Scientific Understanding of Consciousness
Consciousness as an Emergent Property of Thalamocortical Activity

Interneuron Activity-Dependent Mechanisms Specify Neuronal Properties


Science 11 September 2015:  Vol. 349  no. 6253  pp. 1216-1220

Tuning of fast-spiking interneuron properties by an activity-dependent transcriptional switch

Nathalie Dehorter,

MRC Centre for Developmental Neurobiology, Medical Research Council, New Hunt's House, Guy's Campus, King’s College London, London SE1 1UL, UK.

Instituto de Neurociencias, Consejo Superior de Investigaciones Científicas and Universidad Miguel Hernández, 03550 Sant Joan d’Alacant, Spain.


The function of neural circuits depends on the generation of specific classes of neurons. Neural identity is typically established near the time when neurons exit the cell cycle to become postmitotic cells, and it is generally accepted that, once the identity of a neuron has been established, its fate is maintained throughout life. Here, we show that network activity dynamically modulates the properties of fast-spiking (FS) interneurons through the postmitotic expression of the transcriptional regulator Er81. In the adult cortex, Er81 protein levels define a spectrum of FS basket cells with different properties, whose relative proportions are continuously adjusted in response to neuronal activity. Our findings suggest that interneuron properties are malleable in the adult cortex, at least to a certain extent.

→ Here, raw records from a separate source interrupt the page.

use serde::{Deserialize, Serialize};

/// Rich card rendered by chart-capable chat adapters.
#[derive(Debug, Clone, Serialize, Deserialize, PartialEq)]
pub struct Attachment {
    pub title: String,
    pub text: String,
    pub title_link: String,
    pub image_url: String,
}

/// What the plugin hands back to the host for delivery.
#[derive(Debug, Clone, Serialize, Deserialize, PartialEq)]
#[serde(rename_all = "snake_case")]
pub enum FormattedOutput {
    Message(String),
    Attachments(Vec<Attachment>),
}
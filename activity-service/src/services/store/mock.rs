use super::{IndexResponse, StoreError, UsageStore};
use crate::models::UsageDocument;
use async_trait::async_trait;
use std::sync::atomic::{AtomicU64, Ordering};
use std::sync::Mutex;

/// In-memory store for unit tests.
///
/// Records every indexed document and search body, answers searches with a
/// canned response.
pub struct MockUsageStore {
    index_response: Mutex<Result<IndexResponse, String>>,
    search_response: Mutex<Result<serde_json::Value, String>>,
    documents: Mutex<Vec<UsageDocument>>,
    searches: Mutex<Vec<serde_json::Value>>,
    index_count: AtomicU64,
    search_count: AtomicU64,
}

impl MockUsageStore {
    pub fn new() -> Self {
        Self {
            index_response: Mutex::new(Ok(IndexResponse::created())),
            search_response: Mutex::new(Ok(aggregation_response(&[]))),
            documents: Mutex::new(Vec::new()),
            searches: Mutex::new(Vec::new()),
            index_count: AtomicU64::new(0),
            search_count: AtomicU64::new(0),
        }
    }

    /// Answer searches with an aggregation over these `(activity_id, count)` pairs.
    pub fn with_buckets(self, buckets: &[(&str, u64)]) -> Self {
        self.set_search_response(aggregation_response(buckets));
        self
    }

    pub fn set_search_response(&self, response: serde_json::Value) {
        *lock(&self.search_response) = Ok(response);
    }

    pub fn fail_searches(&self, message: &str) {
        *lock(&self.search_response) = Err(message.to_string());
    }

    pub fn set_index_response(&self, response: IndexResponse) {
        *lock(&self.index_response) = Ok(response);
    }

    pub fn fail_writes(&self, message: &str) {
        *lock(&self.index_response) = Err(message.to_string());
    }

    pub fn documents(&self) -> Vec<UsageDocument> {
        lock(&self.documents).clone()
    }

    pub fn searches(&self) -> Vec<serde_json::Value> {
        lock(&self.searches).clone()
    }

    pub fn index_count(&self) -> u64 {
        self.index_count.load(Ordering::SeqCst)
    }

    pub fn search_count(&self) -> u64 {
        self.search_count.load(Ordering::SeqCst)
    }
}

impl Default for MockUsageStore {
    fn default() -> Self {
        Self::new()
    }
}

#[async_trait]
impl UsageStore for MockUsageStore {
    async fn index(
        &self,
        index: &str,
        doc_type: &str,
        document: &UsageDocument,
    ) -> Result<IndexResponse, StoreError> {
        self.index_count.fetch_add(1, Ordering::SeqCst);

        tracing::info!(
            index = %index,
            doc_type = %doc_type,
            activity_id = %document.activity_id,
            "[MOCK] Usage document would be indexed"
        );

        let response = lock(&self.index_response).clone();
        match response {
            Ok(ack) => {
                lock(&self.documents).push(document.clone());
                Ok(ack)
            }
            Err(message) => Err(StoreError::Connection(message)),
        }
    }

    async fn search(
        &self,
        _index: &str,
        body: &serde_json::Value,
    ) -> Result<serde_json::Value, StoreError> {
        self.search_count.fetch_add(1, Ordering::SeqCst);
        lock(&self.searches).push(body.clone());

        lock(&self.search_response)
            .clone()
            .map_err(StoreError::Connection)
    }
}

/// Search response shaped like an Elasticsearch terms aggregation named `bot_activity`.
pub fn aggregation_response(buckets: &[(&str, u64)]) -> serde_json::Value {
    let buckets: Vec<serde_json::Value> = buckets
        .iter()
        .map(|(key, count)| serde_json::json!({ "key": key, "doc_count": count }))
        .collect();

    serde_json::json!({
        "hits": { "total": buckets.len(), "hits": [] },
        "aggregations": {
            "bot_activity": {
                "doc_count_error_upper_bound": 0,
                "sum_other_doc_count": 0,
                "buckets": buckets
            }
        }
    })
}

fn lock<T>(mutex: &Mutex<T>) -> std::sync::MutexGuard<'_, T> {
    mutex.lock().unwrap_or_else(|poisoned| poisoned.into_inner())
}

Fast-spiking (FS), parvalbumin-expressing (PV+) basket cells make up the most abundant population of GABAergic interneurons in the cerebral cortex. Although they probably represent no more than 5% of the total neuronal population, they contribute to feedback and feedforward inhibition and are critically involved in the generation of network oscillations that are crucial for sensory perception, cognition, and behavior. In addition, FS PV+ basket cells play a prominent role in the regulation of plasticity and learning. Although it is likely that different classes of FS PV+ interneurons exist, the molecular mechanisms regulating their properties remain largely unknown

Our findings provide a mechanistic explanation for the activity-dependent regulation of interneuron properties through the transcriptional control of neuronal excitability and the modulation of synaptic inputs. Er81 has been previously shown to regulate the terminal differentiation of dopaminergic neurons and cerebellar granule cells. In the cortex, Er81 shapes information processing by modulating the intrinsic properties of FS interneurons through the regulation of the Kv1.1 channel subunit, the expression of which is necessary for delayed firing. Other factors are likely involved in this process, because loss of Er81 does not completely transform fast-spiking interneurons into nondelayed cells. Kv1.1 function is also regulated by ErbB4, a tyrosine kinase receptor that is highly expressed in the postsynaptic density of glutamatergic synapses contacting FS basket cells. This delineates a possible pathway through which synaptic activity may control Er81 expression to modulate the intrinsic properties of FS basket cells.

Our results support the notion that activity-dependent mechanisms play a prominent role in the specification of neuronal properties. However, in contrast to the classical view in which the “specification” typically refers to the process by which cells achieve and maintain a stable fate independent of environment, our results suggest that layer II-III fast spiking basket cells may not exist as distinct classes of interneurons, but rather as a continuum of interneurons with “tunable” characteristics that adapt to the changing environment. The observation that cortical circuits reversibly adapt to changing levels of activity by tuning the efficacy of delayed firing within the population of FS basket cells suggests a novel mechanism of network plasticity, and reinforces the notion that interneuron function is ultimately context dependent.

Recent work has linked different configurations of FS basket cells, as revealed by distinct levels of PV expression, with learning and memory (7). Our analysis of Er81 conditional mutant mice indicate that drastic imbalances in network configuration are accompanied by population-driven changes in structural synaptic plasticity, through which FS basket cells may lose their ability to filter out relatively weak, asynchronous stimulus.